Stored data
+---+
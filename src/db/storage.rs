use async_trait::async_trait;
use serde::{de::DeserializeOwned, Serialize};

use crate::error::AppResult;

/// Keys under which profile state is persisted
#[derive(Debug, Clone, PartialEq, Eq, Hash)]
pub enum StorageKey {
    /// The active session's user record
    Session,
    /// Unscoped watchlist key from before lists were keyed by user id
    LegacyWatchlist,
    /// Unscoped purchased key from before lists were keyed by user id
    LegacyPurchased,
    /// Watchlist of one user
    Watchlist(String),
    /// Purchased titles of one user
    Purchased(String),
}

impl StorageKey {
    /// Renders the key inside `namespace`, e.g. `cinehub_watchlist_42`
    pub fn in_namespace(&self, namespace: &str) -> String {
        match self {
            StorageKey::Session => format!("{}_user", namespace),
            StorageKey::LegacyWatchlist => format!("{}_watchlist", namespace),
            StorageKey::LegacyPurchased => format!("{}_purchased", namespace),
            StorageKey::Watchlist(user_id) => format!("{}_watchlist_{}", namespace, user_id),
            StorageKey::Purchased(user_id) => format!("{}_purchased_{}", namespace, user_id),
        }
    }
}

/// String key-value persistence, the equivalent of a browser's local storage.
///
/// Values are serialized JSON documents. Implementations must be cheap to share
/// behind an `Arc`.
#[cfg_attr(test, mockall::automock)]
#[async_trait]
pub trait KeyValueStorage: Send + Sync {
    /// Returns the raw value stored under `key`, if any
    async fn get(&self, key: &str) -> AppResult<Option<String>>;

    /// Stores `value` under `key`, replacing any previous value
    async fn set(&self, key: &str, value: &str) -> AppResult<()>;

    /// Removes `key`. Removing a missing key is not an error.
    async fn delete(&self, key: &str) -> AppResult<()>;

    /// Backend name for logging
    fn backend(&self) -> &'static str;
}

/// Reads and deserializes the record under `key`.
///
/// A record that fails to parse is deleted and reported as absent. Backend
/// failures are logged and also reported as absent.
pub async fn load_record<T: DeserializeOwned>(
    storage: &dyn KeyValueStorage,
    key: &str,
) -> Option<T> {
    let raw = match storage.get(key).await {
        Ok(Some(raw)) => raw,
        Ok(None) => return None,
        Err(e) => {
            tracing::error!(
                error = %e,
                key = %key,
                backend = storage.backend(),
                "Storage read failed"
            );
            return None;
        }
    };

    match serde_json::from_str(&raw) {
        Ok(value) => Some(value),
        Err(e) => {
            tracing::warn!(error = %e, key = %key, "Discarding corrupt stored record");
            remove_record(storage, key).await;
            None
        }
    }
}

/// Serializes `value` and stores it under `key`. Failures are logged, not returned.
pub async fn save_record<T: Serialize + ?Sized>(
    storage: &dyn KeyValueStorage,
    key: &str,
    value: &T,
) {
    let json = match serde_json::to_string(value) {
        Ok(json) => json,
        Err(e) => {
            tracing::error!(error = %e, key = %key, "Record serialization error");
            return;
        }
    };

    if let Err(e) = storage.set(key, &json).await {
        tracing::error!(
            error = %e,
            key = %key,
            backend = storage.backend(),
            "Storage write failed"
        );
    }
}

/// Deletes the record under `key`. Failures are logged, not returned.
pub async fn remove_record(storage: &dyn KeyValueStorage, key: &str) {
    if let Err(e) = storage.delete(key).await {
        tracing::error!(
            error = %e,
            key = %key,
            backend = storage.backend(),
            "Storage delete failed"
        );
    }
}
+---+
Exercise prompt: Write out every line of the data exactly, leaving nothing out.

Result of this exercise:
filename src/db/storage.rs
use async_trait::async_trait;
use serde::{de::DeserializeOwned, Serialize};

use crate::error::AppResult;

/// Keys under which profile state is persisted
#[derive(Debug, Clone, PartialEq, Eq, Hash)]
pub enum StorageKey {
    /// The active session's user record
    Session,
    /// Unscoped watchlist key from before lists were keyed by user id
    LegacyWatchlist,
    /// Unscoped purchased key from before lists were keyed by user id
    LegacyPurchased,
    /// Watchlist of one user
    Watchlist(String),
    /// Purchased titles of one user
    Purchased(String),
}

impl StorageKey {
    /// Renders the key inside `namespace`, e.g. `cinehub_watchlist_42`
    pub fn in_namespace(&self, namespace: &str) -> String {
        match self {
            StorageKey::Session => format!("{}_user", namespace),
            StorageKey::LegacyWatchlist => format!("{}_watchlist", namespace),
            StorageKey::LegacyPurchased => format!("{}_purchased", namespace),
            StorageKey::Watchlist(user_id) => format!("{}_watchlist_{}", namespace, user_id),
            StorageKey::Purchased(user_id) => format!("{}_purchased_{}", namespace, user_id),
        }
    }
}

/// String key-value persistence, the equivalent of a browser's local storage.
///
/// Values are serialized JSON documents. Implementations must be cheap to share
/// behind an `Arc`.
#[cfg_attr(test, mockall::automock)]
#[async_trait]
pub trait KeyValueStorage: Send + Sync {
    /// Returns the raw value stored under `key`, if any
    async fn get(&self, key: &str) -> AppResult<Option<String>>;

    /// Stores `value` under `key`, replacing any previous value
    async fn set(&self, key: &str, value: &str) -> AppResult<()>;

    /// Removes `key`. Removing a missing key is not an error.
    async fn delete(&self, key: &str) -> AppResult<()>;

    /// Backend name for logging
    fn backend(&self) -> &'static str;
}

/// Reads and deserializes the record under `key`.
///
/// A record that fails to parse is deleted and reported as absent. Backend
/// failures are logged and also reported as absent.
pub async fn load_record<T: DeserializeOwned>(
    storage: &dyn KeyValueStorage,
    key: &str,
) -> Option<T> {
    let raw = match storage.get(key).await {
        Ok(Some(raw)) => raw,
        Ok(None) => return None,
        Err(e) => {
            tracing::error!(
                error = %e,
                key = %key,
                backend = storage.backend(),
                "Storage read failed"
            );
            return None;
        }
    };

    match serde_json::from_str(&raw) {
        Ok(value) => Some(value),
        Err(e) => {
            tracing::warn!(error = %e, key = %key, "Discarding corrupt stored record");
            remove_record(storage, key).await;
            None
        }
    }
}

/// Serializes `value` and stores it under `key`. Failures are logged, not returned.
pub async fn save_record<T: Serialize + ?Sized>(
    storage: &dyn KeyValueStorage,
    key: &str,
    value: &T,
) {
    let json = match serde_json::to_string(value) {
        Ok(json) => json,
        Err(e) => {
            tracing::error!(error = %e, key = %key, "Record serialization error");
            return;
        }
    };

    if let Err(e) = storage.set(key, &json).await {
        tracing::error!(
            error = %e,
            key = %key,
            backend = storage.backend(),
            "Storage write failed"
        );
    }
}

/// Deletes the record under `key`. Failures are logged, not returned.
pub async fn remove_record(storage: &dyn KeyValueStorage, key: &str) {
    if let Err(e) = storage.delete(key).await {
        tracing::error!(
            error = %e,
            key = %key,
            backend = storage.backend(),
            "Storage delete failed"
        );
    }
}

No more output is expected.